It is becoming clearer and clearer that one major power-broker in Washington is resisting the release of the Senate Intelligence Committee’s allegedly devastating report on the torture program run by the Bush-Cheney CIA. That major power-broker is the Obama administration.
You might be surprised by this, given the president’s opposition to torture and abolition of it. But the evidence is at this point irrefutable – and given extra punch by the invaluable Jane Mayer, who caught a fascinating document related to the Senate confirmation this week of Stephen W. Preston, the top lawyer at the CIA., for a new post as the top lawyer for the Pentagon. Senator Mark Udall wanted to get Preston on record about his views on the CIA’s past torture program and the reasons the CIA has given to prevent the public release of the Senate report. And he did in a series of questions you can read here.
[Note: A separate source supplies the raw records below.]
use super::*;
use crate::config::WidgetConfig;
use crate::controller::ChatWidgetController;
use crate::inbound::{InboundEvent, parse_frame};
use crate::transport::ChannelTransport;
use crate::view::MemoryView;

fn report(paid_in_session: bool, paid_in_db: bool) -> PaymentReport {
    PaymentReport { username: "ada".to_owned(), paid_in_session, paid_in_db }
}

fn status_of(frame: &Frame) -> Option<InboundEvent> {
    parse_frame(frame)
}

// =============================================================
// report_frame
// =============================================================

#[test]
fn paid_report_replays_success() {
    let frame = report_frame(&report(false, true), false).unwrap();
    assert_eq!(frame.syscall, syscall::PAYMENT_STATUS);
    assert_eq!(status_of(&frame), Some(InboundEvent::Payment(PaymentStatus::Success)));
}

#[test]
fn unpaid_report_requires_payment() {
    let frame = report_frame(&report(false, false), false).unwrap();
    assert_eq!(status_of(&frame), Some(InboundEvent::Payment(PaymentStatus::Required)));
}

#[test]
fn unpaid_admin_gets_no_frame() {
    assert!(report_frame(&report(false, false), true).is_none());
}

#[test]
fn unpaid_session_stays_locked_until_local_payment() {
    let (transport, _rx) = ChannelTransport::new(8);
    let mut c = ChatWidgetController::new(MemoryView::default(), transport, WidgetConfig::default());

    c.handle_frame(&report_frame(&report(false, false), false).unwrap());
    c.handle_frame(&Frame::request(syscall::CHAT_STATUS, serde_json::json!({"locked": false})));
    assert!(c.state().locked);
    assert!(!c.submit_local_message("let me in"));

    c.handle_frame(&payment_status_frame(&PaymentStatus::Success));
    assert!(!c.state().locked);
    assert!(c.submit_local_message("let me in"));
}

// =============================================================
// PayTarget
// =============================================================

#[tokio::test]
async fn local_target_accepts_any_reference() {
    let frame = PayTarget::Local.resolve("anything").await;
    assert_eq!(status_of(&frame), Some(InboundEvent::Payment(PaymentStatus::Success)));
}

#[tokio::test]
async fn server_target_reports_request_errors_as_gateway_error() {
    let api = ApiClient::new("http://127.0.0.1:9", None).unwrap();
    let frame = PayTarget::Server(Arc::new(api)).resolve("../admin").await;

    assert_eq!(frame.syscall, syscall::GATEWAY_ERROR);
    let Some(InboundEvent::Error(message)) = status_of(&frame) else {
        panic!("expected an error event");
    };
    assert!(message.contains("invalid payment reference"), "{message}");
}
Here’s what I got from the document and Jane’s reporting. The CIA’s own current chief counsel believes the CIA lied to and misled the Congress repeatedly about its torture program:
The C.I.A. has defended its record on keeping Congress informed. In contrast, Preston, in his answers to Udall, concedes that, during the Bush years, the C.I.A. “fell well short” of current standards for keeping the congressional oversight committees informed of covert actions, as is required under the 1947 National Security Act.
In fact, Preston admits outright that, contrary to the C.I.A.’s insistence that it did not actively impede congressional oversight of its detention and interrogation program, “briefings to the Committees included inaccurate information related to aspects of the program of express interest to Members.”
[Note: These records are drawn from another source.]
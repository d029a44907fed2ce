//! Chat widget controller with a payment-gated lock and a winners panel.
//!
//! The controller owns widget state and pushes every visible change through
//! a [`view::ChatView`]; outbound traffic goes through a
//! [`transport::Transport`]. Inbound frames arrive on a channel and are
//! applied by [`adapter::run`].

pub mod adapter;
pub mod api;
pub mod bot;
pub mod config;
pub mod controller;
pub mod inbound;
pub mod payment;
pub mod state;
pub mod transport;
pub mod view;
More to the point, Preston flatly disagreed with the CIA’s contention that it’s impossible to know whether intelligence procured through torture could have been achieved through civilized and legal methods. He says, in fact, that it’s perfectly possible to know this – and, indeed, the Senate Report documents the counter-factuals in excruciating, specific detail – the report is over 6,000 pages long. Since the entire legal defense of torture was premised on the idea that traditional, legal methods could not have been proven as equally effective, this point is important. It could show that the entire legal rationale for torturing prisoners was based on something even the CIA’s legal counsel believes is untrue.
Check out Katherine Hawkins’ read of the same just-released document. But for me, the obvious conclusion is that the CIA is stonewalling to prevent the full extent of its responsibility for war crimes from being known. At the head of the CIA is John Brennan, whose fervent opposition to releasing the full report is well known. But Brennan answers to the president, who has urged the release of the report.
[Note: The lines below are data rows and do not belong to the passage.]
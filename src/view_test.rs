use super::*;

fn rendered(view: TerminalView<Vec<u8>>) -> String {
    String::from_utf8(view.into_inner()).expect("utf8 output")
}

// =============================================================
// MemoryView
// =============================================================

#[test]
fn memory_view_clear_drops_messages_and_winners() {
    let mut view = MemoryView::default();
    let msg = ChatMessage::new(Sender::Local, None, "hello win", 0);
    view.append_message(&msg);
    view.append_winner(&msg);

    view.clear_messages();
    assert!(view.messages.is_empty());
    assert!(view.winners.is_empty());
}

#[test]
fn memory_view_counts_input_clears() {
    let mut view = MemoryView::default();
    view.clear_input();
    view.clear_input();
    assert_eq!(view.input_clears, 2);
}

// =============================================================
// TerminalView
// =============================================================

#[test]
fn terminal_view_prefixes_by_sender() {
    let mut view = TerminalView::new(Vec::new());
    view.append_message(&ChatMessage::new(Sender::Local, Some("ada".into()), "hi", 0));
    view.append_message(&ChatMessage::new(Sender::Remote, Some("bob".into()), "hey", 1));
    view.append_message(&ChatMessage::new(Sender::Remote, None, "who", 2));
    view.append_message(&ChatMessage::system("Chat is locked", 3));

    assert_eq!(rendered(view), "[you] hi\n[bob] hey\n[anon] who\n* Chat is locked\n");
}

#[test]
fn terminal_view_reports_only_input_changes() {
    let mut view = TerminalView::new(Vec::new());
    view.set_input_enabled(true);
    view.set_input_enabled(true);
    view.set_input_enabled(false);
    view.set_input_enabled(false);
    view.set_input_enabled(true);

    assert_eq!(rendered(view), "-- input disabled --\n-- input enabled --\n");
}

#[test]
fn terminal_view_flushes_collected_winners_when_opened() {
    let mut view = TerminalView::new(Vec::new());
    view.append_winner(&ChatMessage::new(Sender::Local, None, "hello win", 0));
    view.set_winners_visible(true);
    view.append_winner(&ChatMessage::new(Sender::Remote, Some("bob".into()), "win!", 1));
    view.set_winners_visible(false);

    assert_eq!(
        rendered(view),
        "== winners (1) ==\n[winners] [you] hello win\n[winners] [bob] win!\n== winners hidden ==\n"
    );
}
So why the hold-up? That is the question.
Why is Obama allowing Brennan to undermine Obama’s own position? Why is the president allowing the CIA to prevent the very transparency he once pledged to uphold? I don’t know. But what I do know is that it is now Obama who is the main obstacle to releasing the Senate Report on Torture. He needs to tell his CIA director to give up his struggle to keep us all in the dark. He needs to stop dithering and tell Brennan to get out of the way of the report’s release – so we can all see, digest and understand what was done, in secret, in our name.
(Photo: Lynndie England demonstrating one of the CIA-approved torture techniques for breaking down the psyches of terror suspects, in US-run Abu Ghraib prison.)